At the end of July, the second ever CyBRICS competition for specialists in the field of information security took place. Similarly to last year, it was organized by ITMO University’s Faculty of Secure Information Technologies and Institute of International Development and Partnership together with the sports hacking community SPbCTF.
This year, CyBRICS managed to expand both its number of participants and its geography. What’s more, especially for participants interested in the research side of information security, the organizers added tasks on theoretical cryptography.
“The idea of CyBRICS originated in 2018 as a result of a meeting of BRICS Network University, when universities from Brazil, Russia, India, China, and South Africa decided to host an event bringing together students and lecturers in the field of information security,” says Aleksei Lizunov, advisor to ITMO University’s first vice rector. “Last year, we did organize such a tournament. This year, CyBRICS has fully transitioned to the online format. But the idea remained the same – we invited all the teams connected to cybersecurity from all over the world, and not just from the five BRICS countries. This year, we set a new record: some 1,503 teams compared to 1,188 last year. What’s more, 786 teams participating in CyBRICS 2020 managed to solve at least one task, there were 775 such teams last year.”
The first place went to the team corruptedpwnis, which consisted of students and graduates of different Russian universities, including Higher School of Economics, ITMO, Moscow Institute of Physics and Technology, Ural Federal University, and CTU (Czech Technical University in Prague). Coming in second was the team DefenitelyZer0, which included sports hackers from South Korea and Japan. The third place went to ITMO University student team [SPbCTF] fargate. These teams shared a 6,000-dollar prize fund. The top five also included teams from China and France.
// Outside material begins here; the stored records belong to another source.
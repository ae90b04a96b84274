/// Tabular rendering of decoded fixes.
///
/// One row per fix, columns in a fixed order. Geodetic and grid values that cannot be derived
/// are written as [`NOT_AVAILABLE`] rather than failing the row.
use chrono::{FixedOffset, Offset, Utc};
use tracing::trace;

use crate::{
    document::GdfDocument,
    protocol::fix::{Fix, NUM_SATS},
    utm::{TransverseMercator, UtmProjector},
};

pub const NOT_AVAILABLE: &str = "N/A";

/// Default local time offset, UTC-08:00.
pub const DEFAULT_LOCAL_OFFSET_SECS: i32 = -8 * 3600;

/// Output table settings.
#[derive(Debug, Clone, Copy, PartialEq, Eq)]
pub struct FormatOptions {
    pub delimiter: char,
    /// Offset applied to UTC for the local date / time columns.
    pub local_offset: FixedOffset,
}

impl Default for FormatOptions {
    fn default() -> Self {
        Self {
            delimiter: ',',
            local_offset: FixedOffset::east_opt(DEFAULT_LOCAL_OFFSET_SECS)
                .unwrap_or_else(|| Utc.fix()),
        }
    }
}

impl FormatOptions {
    pub fn tab() -> Self {
        Self {
            delimiter: '\t',
            ..Default::default()
        }
    }

    pub fn with_delimiter(mut self, delimiter: char) -> Self {
        self.delimiter = delimiter;
        self
    }

    pub fn with_local_offset(mut self, offset: FixedOffset) -> Self {
        self.local_offset = offset;
        self
    }
}

/// Renders fixes as delimited rows.
#[derive(Debug, Clone)]
pub struct RowFormatter<P = TransverseMercator> {
    options: FormatOptions,
    projector: P,
}

impl RowFormatter<TransverseMercator> {
    pub fn new(options: FormatOptions) -> Self {
        Self::with_projector(options, TransverseMercator::default())
    }
}

impl Default for RowFormatter<TransverseMercator> {
    fn default() -> Self {
        Self::new(FormatOptions::default())
    }
}

impl<P: UtmProjector> RowFormatter<P> {
    pub fn with_projector(options: FormatOptions, projector: P) -> Self {
        Self { options, projector }
    }

    pub fn options(&self) -> &FormatOptions {
        &self.options
    }

    /// Column names, in row order.
    pub fn columns() -> Vec<String> {
        let mut cols: Vec<String> = [
            "Index",
            "CollarID",
            "UTC_Date",
            "UTC_Time",
            "LMT_Date",
            "LMT_Time",
            "ECEF_X",
            "ECEF_Y",
            "ECEF_Z",
            "Latitude",
            "Longitude",
            "Height",
            "Easting",
            "Northing",
            "UTM_Zone",
            "DOP",
            "FixType",
            "SatsUsed",
        ]
        .iter()
        .map(|c| c.to_string())
        .collect();
        for i in 1..=NUM_SATS {
            cols.push(format!("Sat_{i:02}"));
            cols.push(format!("C/N_{i:02}"));
        }
        cols.extend(["Main_V", "Beacon_V", "Temp"].iter().map(|c| c.to_string()));
        cols
    }

    pub fn header_row(&self) -> String {
        Self::columns().join(&self.options.delimiter.to_string())
    }

    /// Field values for one fix.
    pub fn fields(&self, index: usize, collar_id: u32, fix: &Fix) -> Vec<String> {
        let utc = fix.time.0;
        let local = utc.with_timezone(&self.options.local_offset);
        let ecef = fix.position.to_ecef();
        let lla = ecef.lla();

        let (lat, lon) = match lla.lat_lon() {
            Ok(ll) => (format!("{:.5}", ll.lat), format!("{:.5}", ll.lon)),
            Err(e) => {
                trace!("fix {index}: {e}");
                (NOT_AVAILABLE.to_string(), NOT_AVAILABLE.to_string())
            }
        };
        let alt = if lla.alt.is_nan() {
            NOT_AVAILABLE.to_string()
        } else {
            format!("{:.2}", lla.alt)
        };
        let (easting, northing, zone) = match ecef.utm(&self.projector) {
            Ok(utm) => (
                format!("{:.2}", utm.easting),
                format!("{:.2}", utm.northing),
                utm.zone_label(),
            ),
            Err(e) => {
                trace!("fix {index}: {e}");
                (
                    NOT_AVAILABLE.to_string(),
                    NOT_AVAILABLE.to_string(),
                    NOT_AVAILABLE.to_string(),
                )
            }
        };

        let mut fields = vec![
            index.to_string(),
            collar_id.to_string(),
            utc.format("%Y-%m-%d").to_string(),
            utc.format("%H:%M:%S").to_string(),
            local.format("%Y-%m-%d").to_string(),
            local.format("%H:%M:%S").to_string(),
            fix.position.x.to_string(),
            fix.position.y.to_string(),
            fix.position.z.to_string(),
            lat,
            lon,
            alt,
            easting,
            northing,
            zone,
            format!("{:.1}", fix.dop.value()),
            fix.fix_type.label().to_string(),
            fix.num_sats_used().to_string(),
        ];
        for sat in fix.sats.iter() {
            fields.push(sat.number().to_string());
            fields.push(sat.snr().to_string());
        }
        fields.push(format!("{:.2}", fix.main_v.volts()));
        fields.push(format!("{:.2}", fix.beacon_v.volts()));
        fields.push(fix.temp.celsius().to_string());
        fields
    }

    pub fn row(&self, index: usize, collar_id: u32, fix: &Fix) -> String {
        self.fields(index, collar_id, fix)
            .join(&self.options.delimiter.to_string())
    }

    /// One row per fix, indexed from 1 in file order.
    pub fn document_rows(&self, doc: &GdfDocument) -> Vec<String> {
        doc.fixes()
            .iter()
            .enumerate()
            .map(|(i, fix)| self.row(i + 1, doc.collar_id(), fix))
            .collect()
    }
}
Contributing as the tournament’s partner was the Chinese cybersecurity championships league XCTF. The corruptedpwnis team’s first place got them qualified for participation in XCTF Finals in China, which annually brings together the winners of international CTF competitions. The companies Positive Technologies and BI.ZONE also provided the top-three teams with five invitations to major international cybersecurity conferences Positive Hack Days and OFFZONE, which are to be held in spring 2021 in Moscow.
This year’s new features
Vlad Roskov, the task development team leader and mentor of the SPbCTF, explained the updates in the competition’s task set.
“The competition was held in the traditional Jeopardy CTF format: there were seven categories, each featuring tasks on four levels of complexity, and the team which scores the most points in 24 hours wins. In each task, participants have to examine a system, identify possible vulnerabilities, and use them to get the answer. All the tasks we prepared are practice-oriented, covering such fields as web security, incident investigation, network security, applied cryptography, algorithm research, exploitation of vulnerabilities. ITMO University also added two tasks on theoretical cryptography.”
The teams had 24 hours to solve the tasks, in doing which they weren’t limited in their internet nor literature use – everything that could’ve helped them solve the tasks was allowed. In the course of the game, the teams submitted 10,997 answers, 3,225 of which were accepted. Only 160 teams managed to grapple with the tasks on theoretical cryptography.
“Our goal is not just to play and compete, it’s more global,” highlights Danil Zakoldaev, the dean of ITMO University’s Faculty of Secure Information Technologies. “We aim to form a stable community of young scientists, to get Master’s and PhD students to join research teams dealing with tasks in the field of cybersecurity. To achieve this, we’ve introduced several research tasks where you have to really think, calculate something, take a pencil and a sheet of paper, and just sit on it for a while. These have been integrated into the traditional Jeopardy! format. However, out of some 800 teams that solved at least one task, only 160 managed to solve a beginner-level research task, and only 29 solved a middle-level research task. We haven’t introduced any advanced tasks yet, this is in our plans for next year, provided that we can hold the competition in two rounds – a qualifying one and an in-person final one in St. Petersburg.”
Post-competition debriefing
“Towards the end of the competition, we asked the participants what tasks they would like to see in the video analysis the next day,” says Ksenia Kravtsova, the founder of SPbCTF. “Video analysis of the tasks is a CTF tradition: onsite competitions feature in-person analysis, while online ones offer write-ups, which are then published in blogs or on ctftime.org. This is invaluable for analyzing your approach and acquiring new knowledge, as well as honing your skills. As this year’s CyBRICS was fully held online, the analysis of the tasks was also held in the form of a YouTube livestream. Each developer provided a detailed explanation of their task and responded to viewers’ questions, and in the end, the viewers requested advice on ways to perfect their hacking skills.”
The analysis of CyBRICS 2020 tasks was broadcasted on the SPbCTF YouTube channel.